### Work item
Only the lines from the one containing "pub use credentials::*;" through the end of the listing below are to be reproduced, exactly as they stand.

### Supplied data
//! OAuth2 client-credentials models: credentials, redacted secrets, and bearer tokens.

pub mod credentials;
pub mod secret;
pub mod token;

pub use credentials::*;
pub use secret::*;
pub use token::*;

### Exercise output
pub use credentials::*;
pub use secret::*;
pub use token::*;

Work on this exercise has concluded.